Intersectionalities or This Morning In Missed Connections
I stood at the bus stop, the sky freshly blushing with day. I stood alone and traffic was light to non-existent. At the bus stop and to my left, there’s an apartment building with a small parking lot marked by a wood fence. While standing there, I could see just over the fence and briefly I caught sight of bald head bobbing slightly. There was a car parked there and minutes earlier I thought I heard a tv or a loud conversation from inside the building. Another person getting ready for work, I wrongly surmised. But after a moment, still no traffic and no bus crowning the hill across the street, a figure emerges from behind the fence and stands at the corner waiting for the light. It was a bald Mexican man, baggy dark brown pants with frayed hem and a blue and white hospital gown open down the front. He stood at the corner for a moment, then saw me and approached. His belly smooth and hairless, his head sheared and sprouting fresh black. His body was lined with EKG electrode pads like nipples. His left arm in a cast, and on his right wrist a plastic yellow bracelet, his fingers hanging loose and bored. Of course the man speaks no English. As he got closer, he said something, then something else and I finally had nothing else except to shrug “No se”. He stood for a moment and stared at the bus sign above my head for a while. Nothing on the street moved, signal lights at the corner clicked. Birds sang. The freeway across from us harmonized like rushing water. For years I feared my high school Spanish teacher would corner me in Safeway as an adult and give me a quiz. I expected to feel helpless and dumb, but I never expected a moment like this. He spoke and all I could do was watch his grayed teeth and tongue then the horizon after he gave in to the silence and stared at the bus sign above my head an untranslatable halo, then out towards the distant hill and sunrise. A full minute. A little more. Then, he quietly walked away and turned back towards the fenced parking lot.

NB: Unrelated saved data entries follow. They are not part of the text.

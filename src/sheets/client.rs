use async_trait::async_trait;
use serde::Deserialize;
use std::sync::Arc;
use std::time::Duration;
use tokio::sync::Mutex;
use tokio::time::Instant;

use super::credentials::CredentialStore;
use crate::error::SheetsError;

// Bulk reads from the Google Sheets values API, with request spacing and 429 backoff

pub const SHEETS_API_BASE: &str = "https://sheets.googleapis.com";

const INITIAL_RETRY_DELAY: Duration = Duration::from_secs(1);
const MAX_RETRY_DELAY: Duration = Duration::from_secs(32);

/// Anything that can hand over the whole matchup table in one read.
#[async_trait]
pub trait SheetSource: Send + Sync {
    async fn fetch_rows(&self) -> Result<Vec<Vec<String>>, SheetsError>;
}

#[derive(Debug, Clone, Copy, PartialEq, Eq)]
pub struct RetryPolicy {
    /// Total attempts, including the first one.
    pub max_retries: u32,
    pub initial_delay: Duration,
    pub max_delay: Duration,
    pub min_request_interval: Duration,
}

impl Default for RetryPolicy {
    fn default() -> Self {
        Self {
            max_retries: 3,
            initial_delay: INITIAL_RETRY_DELAY,
            max_delay: MAX_RETRY_DELAY,
            min_request_interval: Duration::from_secs(1),
        }
    }
}

impl RetryPolicy {
    /// Delay before retry number `retry` (0-based): 1s, 2s, 4s, ... capped.
    pub fn delay_for(&self, retry: u32) -> Duration {
        let factor = 1u32.checked_shl(retry).unwrap_or(u32::MAX);
        self.initial_delay
            .checked_mul(factor)
            .unwrap_or(self.max_delay)
            .min(self.max_delay)
    }
}

/// Keeps consecutive requests at least `min_interval` apart.
#[derive(Debug, Default)]
pub struct RequestSpacer {
    last_request: Mutex<Option<Instant>>,
}

impl RequestSpacer {
    pub async fn wait(&self, min_interval: Duration) {
        let mut last = self.last_request.lock().await;
        if let Some(prev) = *last {
            let elapsed = prev.elapsed();
            if elapsed < min_interval {
                tokio::time::sleep(min_interval - elapsed).await;
            }
        }
        *last = Some(Instant::now());
    }
}

/// Run `op` under the policy: rate-limited responses are retried with
/// exponential backoff, everything else returns after one attempt.
pub async fn execute_with_retry<T, F, Fut>(
    policy: &RetryPolicy,
    spacer: &RequestSpacer,
    mut op: F,
) -> Result<T, SheetsError>
where
    F: FnMut() -> Fut,
    Fut: std::future::Future<Output = Result<T, SheetsError>>,
{
    let max_attempts = policy.max_retries.max(1);
    let mut attempt = 0;
    loop {
        attempt += 1;
        spacer.wait(policy.min_request_interval).await;
        match op().await {
            Err(SheetsError::RateLimited { .. }) if attempt < max_attempts => {
                let delay = policy.delay_for(attempt - 1);
                tracing::warn!(
                    "[Sheets] Rate limit exceeded, retrying in {:?} (attempt {}/{})",
                    delay,
                    attempt,
                    max_attempts
                );
                tokio::time::sleep(delay).await;
            }
            Err(SheetsError::RateLimited { .. }) => {
                return Err(SheetsError::RateLimited { attempts: attempt });
            }
            other => return other,
        }
    }
}

#[derive(Debug, Deserialize)]
struct ValueRange {
    #[serde(default)]
    values: Vec<Vec<serde_json::Value>>,
}

fn cell_to_string(value: serde_json::Value) -> String {
    match value {
        serde_json::Value::String(s) => s,
        serde_json::Value::Null => String::new(),
        other => other.to_string(),
    }
}

pub struct GoogleSheetsClient {
    http: reqwest::Client,
    base_url: String,
    sheet_id: String,
    range: String,
    api_key: Option<String>,
    credentials: Arc<dyn CredentialStore>,
    policy: RetryPolicy,
    spacer: RequestSpacer,
}

impl GoogleSheetsClient {
    pub fn new(
        sheet_id: impl Into<String>,
        range: impl Into<String>,
        api_key: Option<String>,
        credentials: Arc<dyn CredentialStore>,
        policy: RetryPolicy,
    ) -> Result<Self, SheetsError> {
        let http = reqwest::Client::builder()
            .user_agent(concat!("matchup-helper/", env!("CARGO_PKG_VERSION")))
            .timeout(Duration::from_secs(15))
            .connect_timeout(Duration::from_secs(5))
            .build()?;
        Ok(Self {
            http,
            base_url: SHEETS_API_BASE.to_string(),
            sheet_id: sheet_id.into(),
            range: range.into(),
            api_key,
            credentials,
            policy,
            spacer: RequestSpacer::default(),
        })
    }

    pub fn with_base_url(mut self, base_url: impl Into<String>) -> Self {
        self.base_url = base_url.into();
        self
    }

    pub fn values_url(&self) -> Result<url::Url, SheetsError> {
        let mut url = url::Url::parse(&self.base_url)
            .map_err(|e| SheetsError::InvalidUrl(format!("{}: {}", self.base_url, e)))?;
        url.path_segments_mut()
            .map_err(|_| SheetsError::InvalidUrl(format!("{} cannot be a base", self.base_url)))?
            .pop_if_empty()
            .extend(["v4", "spreadsheets", self.sheet_id.as_str(), "values", self.range.as_str()]);
        Ok(url)
    }

    async fn fetch_once(&self) -> Result<Vec<Vec<String>>, SheetsError> {
        let token = self.credentials.access_token();
        if token.is_none() && self.api_key.is_none() {
            return Err(SheetsError::MissingCredentials(
                "no usable token and no api_key configured".to_string(),
            ));
        }

        let url = self.values_url()?;
        let mut request = self.http.get(url);
        request = match (token, self.api_key.as_deref()) {
            (Some(token), _) => request.bearer_auth(token),
            (None, Some(key)) => request.query(&[("key", key)]),
            (None, None) => request,
        };

        let resp = request.send().await?;
        let status = resp.status();
        if status.as_u16() == 429 {
            return Err(SheetsError::RateLimited { attempts: 1 });
        }
        if !status.is_success() {
            let body = resp.text().await.unwrap_or_default();
            return Err(SheetsError::Status {
                status: status.as_u16(),
                body,
            });
        }

        let text = resp.text().await?;
        let range: ValueRange =
            serde_json::from_str(&text).map_err(|e| SheetsError::Decode(e.to_string()))?;
        Ok(range
            .values
            .into_iter()
            .map(|row| row.into_iter().map(cell_to_string).collect())
            .collect())
    }
}

#[async_trait]
impl SheetSource for GoogleSheetsClient {
    async fn fetch_rows(&self) -> Result<Vec<Vec<String>>, SheetsError> {
        tracing::info!("[Sheets] Loading all matchup data from range {}", self.range);
        let rows = execute_with_retry(&self.policy, &self.spacer, || self.fetch_once()).await?;
        tracing::info!("[Sheets] Loaded {} rows", rows.len());
        Ok(rows)
    }
}

#[cfg(test)]
mod tests {
    use super::*;
    use crate::sheets::StaticCredentialStore;
    use std::sync::atomic::{AtomicU32, AtomicUsize, Ordering};
    use tokio::io::{AsyncReadExt, AsyncWriteExt};
    use tokio::net::TcpListener;

    fn quick_policy() -> RetryPolicy {
        RetryPolicy {
            min_request_interval: Duration::ZERO,
            ..RetryPolicy::default()
        }
    }

    #[test]
    fn backoff_doubles_and_caps() {
        let p = RetryPolicy::default();
        assert_eq!(p.delay_for(0), Duration::from_secs(1));
        assert_eq!(p.delay_for(1), Duration::from_secs(2));
        assert_eq!(p.delay_for(2), Duration::from_secs(4));
        assert_eq!(p.delay_for(5), Duration::from_secs(32));
        assert_eq!(p.delay_for(40), Duration::from_secs(32));
    }

    #[tokio::test(start_paused = true)]
    async fn rate_limited_requests_back_off_then_give_up() {
        let calls = AtomicU32::new(0);
        let started = Instant::now();
        let result: Result<(), SheetsError> =
            execute_with_retry(&quick_policy(), &RequestSpacer::default(), || async {
                calls.fetch_add(1, Ordering::SeqCst);
                Err(SheetsError::RateLimited { attempts: 1 })
            })
            .await;
        assert!(matches!(result, Err(SheetsError::RateLimited { attempts: 3 })));
        assert_eq!(calls.load(Ordering::SeqCst), 3);
        // 1s + 2s of backoff between the three attempts
        let elapsed = started.elapsed();
        assert!(elapsed >= Duration::from_secs(3) && elapsed < Duration::from_secs(4));
    }

    #[tokio::test(start_paused = true)]
    async fn rate_limit_then_success() {
        let calls = AtomicU32::new(0);
        let result = execute_with_retry(&quick_policy(), &RequestSpacer::default(), || async {
            if calls.fetch_add(1, Ordering::SeqCst) == 0 {
                Err(SheetsError::RateLimited { attempts: 1 })
            } else {
                Ok(vec![vec!["x".to_string()]])
            }
        })
        .await
        .unwrap();
        assert_eq!(result, vec![vec!["x".to_string()]]);
        assert_eq!(calls.load(Ordering::SeqCst), 2);
    }

    #[tokio::test(start_paused = true)]
    async fn other_errors_fail_after_one_attempt() {
        let calls = AtomicU32::new(0);
        let result: Result<(), SheetsError> =
            execute_with_retry(&quick_policy(), &RequestSpacer::default(), || async {
                calls.fetch_add(1, Ordering::SeqCst);
                Err(SheetsError::Status {
                    status: 500,
                    body: "boom".into(),
                })
            })
            .await;
        assert!(matches!(result, Err(SheetsError::Status { status: 500, .. })));
        assert_eq!(calls.load(Ordering::SeqCst), 1);
    }

    #[tokio::test(start_paused = true)]
    async fn spacer_enforces_minimum_interval() {
        let spacer = RequestSpacer::default();
        let started = Instant::now();
        spacer.wait(Duration::from_secs(1)).await;
        spacer.wait(Duration::from_secs(1)).await;
        spacer.wait(Duration::from_secs(1)).await;
        let elapsed = started.elapsed();
        assert!(elapsed >= Duration::from_secs(2) && elapsed < Duration::from_secs(3));
    }

    #[test]
    fn values_url_encodes_range() {
        let client = GoogleSheetsClient::new(
            "abc",
            "My Sheet!A1:Z100",
            None,
            Arc::new(StaticCredentialStore::default()),
            RetryPolicy::default(),
        )
        .unwrap();
        let url = client.values_url().unwrap().to_string();
        assert!(url.starts_with("https://sheets.googleapis.com/v4/spreadsheets/abc/values/"));
        assert!(url.contains("My%20Sheet"));
    }

    #[tokio::test]
    async fn missing_credentials_fail_without_network() {
        let client = GoogleSheetsClient::new(
            "abc",
            "Matchups!A1:Z100",
            None,
            Arc::new(StaticCredentialStore::default()),
            quick_policy(),
        )
        .unwrap()
        .with_base_url("http://127.0.0.1:9");
        let err = client.fetch_rows().await.unwrap_err();
        assert!(err.is_configuration());
    }

    #[test]
    fn non_string_cells_are_stringified() {
        assert_eq!(cell_to_string(serde_json::json!(3)), "3");
        assert_eq!(cell_to_string(serde_json::Value::Null), "");
        assert_eq!(cell_to_string(serde_json::json!("Hard")), "Hard");
    }

    /// Local stand-in for the values API answering every request with the
    /// same status and body.
    async fn serve(status: u16, body: &'static str) -> (String, Arc<AtomicUsize>) {
        let listener = TcpListener::bind("127.0.0.1:0").await.unwrap();
        let port = listener.local_addr().unwrap().port();
        let hits = Arc::new(AtomicUsize::new(0));
        let counter = hits.clone();
        tokio::spawn(async move {
            loop {
                let (mut stream, _) = match listener.accept().await {
                    Ok(s) => s,
                    Err(_) => return,
                };
                counter.fetch_add(1, Ordering::SeqCst);
                let mut buf = Vec::new();
                let mut chunk = [0u8; 1024];
                while !buf.windows(4).any(|w| w == b"\r\n\r\n") {
                    match stream.read(&mut chunk).await {
                        Ok(0) | Err(_) => break,
                        Ok(n) => buf.extend_from_slice(&chunk[..n]),
                    }
                }
                let response = format!(
                    "HTTP/1.1 {} Test\r\nContent-Type: application/json\r\nContent-Length: {}\r\nConnection: close\r\n\r\n{}",
                    status,
                    body.len(),
                    body
                );
                let _ = stream.write_all(response.as_bytes()).await;
                let _ = stream.shutdown().await;
            }
        });
        (format!("http://127.0.0.1:{}", port), hits)
    }

    fn local_client(base_url: String) -> GoogleSheetsClient {
        let policy = RetryPolicy {
            initial_delay: Duration::from_millis(10),
            min_request_interval: Duration::ZERO,
            ..RetryPolicy::default()
        };
        GoogleSheetsClient::new(
            "abc",
            "Matchups!A1:Z100",
            None,
            Arc::new(StaticCredentialStore(Some("token".to_string()))),
            policy,
        )
        .unwrap()
        .with_base_url(base_url)
    }

    #[tokio::test]
    async fn values_are_read_from_the_response() {
        let (base, hits) = serve(
            200,
            r#"{"range":"Matchups!A1:Z100","values":[["","Aatrox","Hard"],["","Ahri"]]}"#,
        )
        .await;
        let rows = local_client(base).fetch_rows().await.unwrap();
        assert_eq!(rows.len(), 2);
        assert_eq!(rows[0], vec!["", "Aatrox", "Hard"]);
        assert_eq!(hits.load(Ordering::SeqCst), 1);
    }

    #[tokio::test]
    async fn response_without_values_is_an_empty_table() {
        let (base, _) = serve(200, "{}").await;
        let rows = local_client(base).fetch_rows().await.unwrap();
        assert!(rows.is_empty());
    }

    #[tokio::test]
    async fn http_429_is_retried_until_attempts_run_out() {
        let (base, hits) = serve(429, r#"{"error":{"code":429}}"#).await;
        let err = local_client(base).fetch_rows().await.unwrap_err();
        assert!(matches!(err, SheetsError::RateLimited { attempts: 3 }));
        assert_eq!(hits.load(Ordering::SeqCst), 3);
    }

    #[tokio::test]
    async fn server_error_is_reported_after_one_request() {
        let (base, hits) = serve(500, "backend error").await;
        let err = local_client(base).fetch_rows().await.unwrap_err();
        match err {
            SheetsError::Status { status, body } => {
                assert_eq!(status, 500);
                assert_eq!(body, "backend error");
            }
            other => panic!("expected status error, got {:?}", other),
        }
        assert_eq!(hits.load(Ordering::SeqCst), 1);
    }
}
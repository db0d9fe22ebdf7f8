// Splits the free-text gameplay cell into its labeled sections

use once_cell::sync::Lazy;
use regex::Regex;
use serde::{Deserialize, Serialize};

#[derive(Debug, Clone, Default, PartialEq, Eq, Serialize, Deserialize)]
pub struct GameplaySections {
  pub early_game: String,
  pub how_to_trade: String,
  pub what_to_watch_out_for: String,
  pub tips: String,
}

#[derive(Debug, Clone, Copy, PartialEq, Eq)]
enum Section {
  EarlyGame,
  HowToTrade,
  WatchOutFor,
  Tips,
}

// Group order matters: within one alternation the longer synonym must come first.
const SECTION_GROUPS: [(Section, &str); 4] = [
  (Section::EarlyGame, r"EARLY\s*GAME|EARLY"),
  (Section::HowToTrade, r"HOW\s*TO\s*TRADE|TRADING"),
  (Section::WatchOutFor, r"WHAT\s*TO\s*WATCH\s*OUT\s*FOR|WATCH\s*OUT"),
  (Section::Tips, r"TIPS"),
];

static HEADER_PATTERN: Lazy<Regex> = Lazy::new(|| {
  let alternation = SECTION_GROUPS
    .iter()
    .enumerate()
    .map(|(i, (_, synonyms))| format!("(?P<g{}>{})", i, synonyms))
    .collect::<Vec<_>>()
    .join("|");
  Regex::new(&format!("(?i){}", alternation)).expect("section header pattern is valid")
});

struct Header {
  section: Section,
  start: usize,
  end: usize,
}

fn find_headers(text: &str) -> Vec<Header> {
  let mut headers: Vec<Header> = Vec::new();
  // captures_iter is leftmost-first and non-overlapping, so the earlier-starting
  // header always wins an overlap regardless of group order.
  for caps in HEADER_PATTERN.captures_iter(text) {
    let Some((section, m)) = SECTION_GROUPS
      .iter()
      .enumerate()
      .find_map(|(i, (section, _))| caps.name(&format!("g{}", i)).map(|m| (*section, m)))
    else {
      continue;
    };
    // Repeated headers stay inside the first section of their group.
    if headers.iter().any(|h| h.section == section) {
      continue;
    }
    headers.push(Header {
      section,
      start: m.start(),
      end: m.end(),
    });
  }
  headers
}

fn clean(content: &str) -> String {
  let content = content.trim();
  content
    .strip_prefix(':')
    .map(str::trim)
    .unwrap_or(content)
    .to_string()
}

/// Parse the gameplay text into four sections. Text without any recognised header
/// goes entirely into `early_game`.
pub fn parse(raw_text: &str) -> GameplaySections {
  let mut sections = GameplaySections::default();
  if raw_text.trim().is_empty() {
    return sections;
  }

  let headers = find_headers(raw_text);
  if headers.is_empty() {
    sections.early_game = raw_text.trim().to_string();
    return sections;
  }

  for (i, header) in headers.iter().enumerate() {
    let end = headers
      .get(i + 1)
      .map(|next| next.start)
      .unwrap_or(raw_text.len());
    let content = clean(&raw_text[header.end..end]);
    let slot = match header.section {
      Section::EarlyGame => &mut sections.early_game,
      Section::HowToTrade => &mut sections.how_to_trade,
      Section::WatchOutFor => &mut sections.what_to_watch_out_for,
      Section::Tips => &mut sections.tips,
    };
    *slot = content;
  }

  sections
}
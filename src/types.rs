use serde::{Deserialize, Serialize};
use std::fmt;

use crate::sections::GameplaySections;

// Data structures shared by the repository, the watcher and the display

pub const DEFAULT_DDRAGON_VERSION: &str = "15.9.1";

pub const UNKNOWN_DIFFICULTY: &str = "Unknown";

#[derive(Debug, Clone, PartialEq, Eq, Serialize, Deserialize)]
pub struct ChampionMatchup {
  pub champion_name: String,
  pub difficulty: String,
  pub overview: String,
  pub early_game: String,
  pub how_to_trade: String,
  pub what_to_watch_out_for: String,
  pub tips: String,
  #[serde(default)]
  pub runes: String,
  #[serde(default)]
  pub summoner_spell: String,
}

impl ChampionMatchup {
  /// Build a record from the raw cell values read out of one sheet row.
  /// Returns `None` when the champion name is blank; such rows are never indexed.
  pub fn from_cells(
    champion_name: &str,
    difficulty: &str,
    overview: &str,
    sections: GameplaySections,
    runes: &str,
    summoner_spell: &str,
  ) -> Option<Self> {
    let champion_name = champion_name.trim();
    if champion_name.is_empty() {
      return None;
    }
    let difficulty = difficulty.trim();
    Some(Self {
      champion_name: champion_name.to_string(),
      difficulty: if difficulty.is_empty() {
        UNKNOWN_DIFFICULTY.to_string()
      } else {
        difficulty.to_string()
      },
      overview: overview.trim().to_string(),
      early_game: sections.early_game,
      how_to_trade: sections.how_to_trade,
      what_to_watch_out_for: sections.what_to_watch_out_for,
      tips: sections.tips,
      runes: runes.trim().to_string(),
      summoner_spell: summoner_spell.trim().to_string(),
    })
  }

  /// Record shown when a champion is inspected manually but the sheet has no row for it.
  pub fn placeholder(champion_name: &str) -> Self {
    Self {
      champion_name: champion_name.trim().to_string(),
      difficulty: UNKNOWN_DIFFICULTY.to_string(),
      overview: "No matchup information available.".to_string(),
      early_game: String::new(),
      how_to_trade: String::new(),
      what_to_watch_out_for: String::new(),
      tips: String::new(),
      runes: String::new(),
      summoner_spell: String::new(),
    }
  }

  pub fn image_url(&self, ddragon_version: &str) -> String {
    format!(
      "https://ddragon.leagueoflegends.com/cdn/{}/img/champion/{}.png",
      ddragon_version,
      ddragon_key(&self.champion_name)
    )
  }
}

/// Data Dragon asset key for a display name ("Kai'Sa" -> "KaiSa", "Dr. Mundo" -> "DrMundo").
pub fn ddragon_key(champion_name: &str) -> String {
  let trimmed = champion_name.trim();
  match trimmed {
    "Wukong" => return "MonkeyKing".to_string(),
    "Renata Glasc" => return "Renata".to_string(),
    "Nunu & Willump" => return "Nunu".to_string(),
    _ => {}
  }
  trimmed
    .chars()
    .filter(|c| !matches!(c, ' ' | '\'' | '.'))
    .collect()
}

/// Gameflow phase as reported by the League client.
#[derive(Debug, Clone, PartialEq, Eq, Hash)]
pub enum ClientPhase {
  None,
  Lobby,
  Matchmaking,
  ReadyCheck,
  ChampSelect,
  InProgress,
  Reconnect,
  WaitingForStats,
  PreEndOfGame,
  EndOfGame,
  Other(String),
}

impl ClientPhase {
  pub fn parse(raw: &str) -> Self {
    match raw.trim().trim_matches('"') {
      "None" | "" => Self::None,
      "Lobby" => Self::Lobby,
      "Matchmaking" => Self::Matchmaking,
      "ReadyCheck" => Self::ReadyCheck,
      "ChampSelect" => Self::ChampSelect,
      "InProgress" => Self::InProgress,
      "Reconnect" => Self::Reconnect,
      "WaitingForStats" => Self::WaitingForStats,
      "PreEndOfGame" => Self::PreEndOfGame,
      "EndOfGame" => Self::EndOfGame,
      other => Self::Other(other.to_string()),
    }
  }

  pub fn as_str(&self) -> &str {
    match self {
      Self::None => "None",
      Self::Lobby => "Lobby",
      Self::Matchmaking => "Matchmaking",
      Self::ReadyCheck => "ReadyCheck",
      Self::ChampSelect => "ChampSelect",
      Self::InProgress => "InProgress",
      Self::Reconnect => "Reconnect",
      Self::WaitingForStats => "WaitingForStats",
      Self::PreEndOfGame => "PreEndOfGame",
      Self::EndOfGame => "EndOfGame",
      Self::Other(s) => s.as_str(),
    }
  }

  pub fn is_champ_select(&self) -> bool {
    matches!(self, Self::ChampSelect)
  }
}

impl fmt::Display for ClientPhase {
  fn fmt(&self, f: &mut fmt::Formatter<'_>) -> fmt::Result {
    f.write_str(self.as_str())
  }
}

/// Everything the display layer knows how to draw.
#[derive(Debug, Clone, PartialEq, Eq)]
pub enum RenderableMatchup {
  PlainMessage { title: String, body: String },
  Structured(ChampionMatchup),
}

impl RenderableMatchup {
  pub fn message(title: impl Into<String>, body: impl Into<String>) -> Self {
    Self::PlainMessage {
      title: title.into(),
      body: body.into(),
    }
  }

  pub fn title(&self) -> &str {
    match self {
      Self::PlainMessage { title, .. } => title,
      Self::Structured(m) => &m.champion_name,
    }
  }
}

#[cfg(test)]
mod tests {
  use super::*;

  #[test]
  fn ddragon_key_strips_punctuation_and_maps_special_cases() {
    assert_eq!(ddragon_key("Kai'Sa"), "KaiSa");
    assert_eq!(ddragon_key("Dr. Mundo"), "DrMundo");
    assert_eq!(ddragon_key("Aurelion Sol"), "AurelionSol");
    assert_eq!(ddragon_key(" Wukong "), "MonkeyKing");
    assert_eq!(ddragon_key("Nunu & Willump"), "Nunu");
    assert_eq!(ddragon_key("Renata Glasc"), "Renata");
  }

  #[test]
  fn image_url_uses_version() {
    let m = ChampionMatchup::placeholder("Darius");
    assert_eq!(
      m.image_url("14.1.1"),
      "https://ddragon.leagueoflegends.com/cdn/14.1.1/img/champion/Darius.png"
    );
  }

  #[test]
  fn blank_name_is_rejected() {
    assert!(ChampionMatchup::from_cells("   ", "Hard", "", GameplaySections::default(), "", "").is_none());
  }

  #[test]
  fn empty_difficulty_becomes_unknown() {
    let m = ChampionMatchup::from_cells(" Garen ", "", "tank", GameplaySections::default(), "", "")
      .expect("valid row");
    assert_eq!(m.champion_name, "Garen");
    assert_eq!(m.difficulty, UNKNOWN_DIFFICULTY);
  }

  #[test]
  fn phase_parsing_handles_quotes_and_unknowns() {
    assert_eq!(ClientPhase::parse("\"ChampSelect\""), ClientPhase::ChampSelect);
    assert_eq!(ClientPhase::parse(""), ClientPhase::None);
    assert_eq!(
      ClientPhase::parse("TerminatedInError"),
      ClientPhase::Other("TerminatedInError".to_string())
    );
    assert!(ClientPhase::parse("ChampSelect").is_champ_select());
  }
}
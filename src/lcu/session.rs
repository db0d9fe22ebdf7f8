// Champion-select session helpers

use serde_json::Value;

fn team<'a>(session: &'a Value, key: &str) -> &'a [Value] {
  session
    .get(key)
    .and_then(|v| v.as_array())
    .map(Vec::as_slice)
    .unwrap_or(&[])
}

/// True when the local player's cell is listed in `myTeam`.
pub fn local_team_is_my_team(session: &Value) -> bool {
  let local_cell = match session.get("localPlayerCellId").and_then(|v| v.as_i64()) {
    Some(id) => id,
    None => return true,
  };
  team(session, "myTeam")
    .iter()
    .any(|p| p.get("cellId").and_then(|v| v.as_i64()) == Some(local_cell))
}

// Enemy champion ids in slot order; unpicked slots (id 0) are skipped
pub fn enemy_champion_ids(session: &Value) -> Vec<i64> {
  let enemy_key = if local_team_is_my_team(session) {
    "theirTeam"
  } else {
    "myTeam"
  };
  team(session, enemy_key)
    .iter()
    .filter_map(|p| p.get("championId").and_then(|v| v.as_i64()))
    .filter(|id| *id > 0)
    .collect()
}
use chrono::{DateTime, Utc};
use serde::Deserialize;
use std::fs;
use std::path::PathBuf;

// Credential lookup. Acquiring tokens is someone else's job; we only read them.

pub trait CredentialStore: Send + Sync {
    /// Bearer token usable right now, if any.
    fn access_token(&self) -> Option<String>;

    fn has_usable_credential(&self) -> bool {
        self.access_token().is_some()
    }
}

#[derive(Debug, Deserialize)]
struct TokenFile {
    #[serde(default)]
    token: Option<String>,
    #[serde(default)]
    access_token: Option<String>,
    #[serde(default)]
    expiry: Option<String>,
}

/// Reads the token file written by the OAuth flow (`token.json`).
#[derive(Debug, Clone)]
pub struct FileCredentialStore {
    path: PathBuf,
}

impl FileCredentialStore {
    pub fn new(path: impl Into<PathBuf>) -> Self {
        Self { path: path.into() }
    }

    fn read_at(&self, now: DateTime<Utc>) -> Option<String> {
        let data = fs::read_to_string(&self.path).ok()?;
        let parsed: TokenFile = match serde_json::from_str(&data) {
            Ok(t) => t,
            Err(e) => {
                tracing::warn!("[Sheets] Ignoring unreadable token file {}: {}", self.path.display(), e);
                return None;
            }
        };
        let token = parsed
            .token
            .or(parsed.access_token)
            .filter(|t| !t.trim().is_empty())?;

        // Unparseable expiry: let the API decide
        if let Some(expiry) = parsed.expiry.as_deref() {
            if let Ok(at) = DateTime::parse_from_rfc3339(expiry) {
                if at.with_timezone(&Utc) <= now {
                    tracing::debug!("[Sheets] Token in {} expired at {}", self.path.display(), expiry);
                    return None;
                }
            }
        }
        Some(token)
    }
}

impl CredentialStore for FileCredentialStore {
    fn access_token(&self) -> Option<String> {
        self.read_at(Utc::now())
    }
}

/// Fixed credential, for `--token` and tests.
#[derive(Debug, Clone, Default)]
pub struct StaticCredentialStore(pub Option<String>);

impl CredentialStore for StaticCredentialStore {
    fn access_token(&self) -> Option<String> {
        self.0.clone()
    }
}
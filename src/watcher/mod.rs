// Client watcher: phase state machine plus the poll loop that drives it

mod poller;
mod state;

#[cfg(test)]
mod tests;

pub use poller::{
  missing_matchup_message, status_line, ClientPoller, PollerCommand, RECOMMENDED_BAN, STATUS_PREFIX,
  WAITING_FOR_CLIENT_BODY, WAITING_FOR_CLIENT_TITLE, WAITING_FOR_ENEMIES_BODY,
  WAITING_FOR_ENEMIES_TITLE,
};
pub use state::{ConnectionState, PollAction, PollState};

The hospital is three blocks over from where we were standing. Seeing men in hospital wear walking the street is common as seeing a mailman. Most of the men (and women) I see are on the street to smoke. Once I looked out my apartment window and saw a man walking as an apparition might– in a long white hospital and pulling along an IV drip on a pole. That’s a good two blocks from the hospital.
The bus crowned the hill then pulled over for me. While the bus door creaked open, I turned towards the fence expecting to see the man at least peek back around, but didn’t. While I made my way to a seat, I could then see over the fence and saw him standing next to the car always parked in this part of the lot. He stood staring at his reflection in the passenger window. Standing and staring and wondering, like I did, how did he get there and what might be next.